Arru G, Caggiu E, Leoni S, Mameli G, Pugliatti M, Sechi GP, Sechi LA. J Neurol Sci. 2015. pii: S0022-510X(15)00428-1
Multiple Sclerosis (MS) is a heterogeneous disorder of the central nervous system (CNS) that begins as an inflammatory autoimmune disorder mediated by auto-reactive lymphocyte followed by microglial activation and chronic degeneration. The aetiology of Multiple Sclerosis (MS) is unknown but several data support the hypothesis of possible infectious agents which may act as a trigger for the pathogenic cascade. Human endogenous retrovirus (HERV-W/MSRV), Epstein Barr Virus (EBV) and Mycobacterium avium ss. paratuberculosis (MAP) have been associated to Multiple Sclerosis. In this study, we evaluated the humoral response against different peptides: the human endogenous retrovirus HERV-Wenv73-88, MAP106c121-132 from MAP, EBNA1 400-413 from EBV and the homologous human peptide MBP85-98 in a cohort of MS patients treated with natalizumab. Results showed a statistically significant difference in the response against the HERV-W peptide in MS patients after two years of natalizumab treatment.

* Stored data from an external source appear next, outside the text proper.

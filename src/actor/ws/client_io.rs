use std::io::ErrorKind;
use std::net::TcpStream;
use std::time::Duration;

use tungstenite::protocol::Message;

use super::{Clients, WsActor};
use crate::reload::message::ReloadMessage;

impl WsActor {
    /// Upgrade a raw connection and greet it.
    pub(super) fn add_client(&self, stream: TcpStream) {
        // Blocking during the handshake, polled afterwards.
        let mut ws = match tungstenite::accept(stream) {
            Ok(ws) => ws,
            Err(e) => {
                crate::log!("ws"; "handshake failed: {}", e);
                return;
            }
        };
        let _ = ws.get_ref().set_nonblocking(true);

        let hello = ReloadMessage::connected().to_json();
        if let Err(e) = ws.send(Message::Text(hello.into())) {
            crate::debug!("ws"; "client gone before greeting: {}", e);
            return;
        }

        let mut clients = self.clients.lock();
        clients.push(ws);
        crate::debug!("ws"; "client connected (total: {})", clients.len());
    }

    /// Poll every client for close frames and dead sockets. Reading also
    /// answers pings.
    pub(super) fn client_reader_loop(clients: &Clients) {
        loop {
            std::thread::sleep(Duration::from_millis(100));
            if crate::core::is_shutdown() {
                break;
            }

            let mut clients = clients.lock();
            let before = clients.len();
            clients.retain_mut(|ws| match ws.read() {
                Ok(Message::Close(_)) => false,
                Ok(_) => true,
                Err(tungstenite::Error::Io(ref e)) if e.kind() == ErrorKind::WouldBlock => true,
                Err(_) => false,
            });
            if clients.len() < before {
                crate::debug!("ws"; "client disconnected (total: {})", clients.len());
            }
        }
    }
}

Natalizumab inhibits relapsing MS and traps cells in the blood. So why would this be associated with less of a response to endogenous virus.
The Gs have made an idea that such endogenous virus could drive MS and so get rid of them and MS goes away. After 2 years of natalizumab there is less activity against endogenous virus. So is the endogenous virus activity a product of MS activity get rid of this there is lack of HERV expression and so there is nothing to drive a persistent antibody response. But if this is the case is HERV a consequence rather than a cause.